Many believe that an Agreement of Sale is effective the moment that both parties sign it.
It can be when the parties are in the same room to witness the others’ signing. More often, however, the parties review agreements at separate locations and without knowing what the other side will do. Imagine that a buyer signs an agreement before bed and sets it on her nightstand, only to awaken at 3 a.m. so fearful of homeownership that she tears up the document. Was there ever an agreement? The answer is, like most legal answers, it depends.
The general rule is that a contract is effective when both parties agree (i.e., sign the Agreement of Sale) AND acceptance is communicated to the offering party. If both parties sign the contract in the same room and at the same time, then acceptance would be communicated simultaneously with the signing of the document. In other cases, where acceptance is not as clear, an additional step to communicate the acceptance may be required.
For a real estate Agreement of Sale, the best method of acceptance is by returning the signed agreement of sale to the offeror. The PAR Agreement of Sale (Form ASR) states that “[r]eturn of this agreement…bearing the signatures of all parties, constitutes acceptance by the parties.” The PAR agreement does not, however, rule out other methods of acceptance. Therefore, there are other means of acceptance that could be used and deemed appropriate by a court, such as acceptance by writing, verbal acknowledgment or conduct.
Acceptance by some other writing. Acceptance can be made in writing without returning the actual agreement of sale to the offeror. For example, if after signing the agreement, a seller texts a buyer that he signed and accepted the agreement, the buyer would have the better argument that acceptance was communicated, though if there were a dispute, she could face other issues, such as assuring that the text messages get admitted into evidence, based on authentication and other evidentiary rules.

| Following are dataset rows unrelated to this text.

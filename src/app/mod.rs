//! Application Layer
//!
//! User-facing CLI and configuration management.

pub mod cli;
pub mod config;

pub use cli::Cli;
pub use config::{Config, ReportFormat};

Long story short: It’s possible, but it’s unreliable and a bad idea to rely on any writing other than the Agreement of Sale itself as means of communicating acceptance of an agreement.
Oral acceptance. Communicating acceptance orally is less reliable than by writing. To guard against the uncertainties of oral agreements, Pennsylvania has a statute of frauds that requires agreements for the sale of real estate to be evidenced by a writing. The writing does not necessarily need to be a contract, but it must include material provisions and be signed by the party to be bound. A verbal acceptance can establish a valid contract, but there would have to also be some other writing signed by the party now refusing to abide by the contract before a court will enforce it.
Acceptance by conduct. Other than accepting an agreement in the presence of both parties, acceptance could also be accomplished in very limited circumstances through other types of conduct. For example, what if Brooke Buyer delivered her signed offer with a $5,000 deposit check? If the seller endorses and deposits the check into his bank account, but never produces a signed Agreement of Sale, the buyer would have a strong argument that the seller accepted the agreement just via the check endorsement. Depending on the clarity of the buyer’s offer, just this signature and deposit could be sufficient for a court to find that all material terms of the sale were in writing.
Although this is a stronger argument for the buyer, this scenario still leaves uncertainty, which could result in added expense, litigation and a potentially losing result.
So, what should you do? Ultimately, the above examples are outliers, and the ordinary and recommended method of acceptance is in writing through delivery of a signed Agreement of Sale. If a seller signs the agreement and delivers it back to a buyer, the moment that the buyer receives the signed agreement is the moment the effective contract is created. This is the moment when the seller communicates his acceptance. The Pennsylvania Supreme Court confirmed this rule in Groskin v. Bookmeyer when it held that the “[offeree’s] mere signing of his own copy of the agreement, without any attempt to notify [the offeror] that he had done so, did not constitute an acceptance of [the] offer.”
Add in agents. As a general rule, we can treat an agent as the actual person being represented. This means that communicating acceptance to the other party’s agent is communicating acceptance to the other party. Likewise, communicating acceptance to an individual’s own agent, is communicating acceptance to themselves (i.e., nobody). In sum, until the agent communicates the acceptance to the other party, assuming the agent has authority to do so, no agreement is created.
There are three major takeaways from this discussion. First, agents should advise, and be advised, that until a signed Agreement of Sale by both parties is in their physical possession, there may not be a binding agreement and the transaction should be treated accordingly. Second, oral communication of acceptance (“We have a deal”) creates uncertainty and has been the subject of repeated litigation. It is far better to indicate that the terms look good, but state that there is no deal until the agreement is signed and returned. Finally, if there is a question as to whether an agreement was formed without having the physical agreement of sale in hand, the answer is likely fact intensive, and parties should be advised to seek counsel.
Chase J. Wright, Esquire, an attorney with Mette, Evans and Woodside contributed to this article.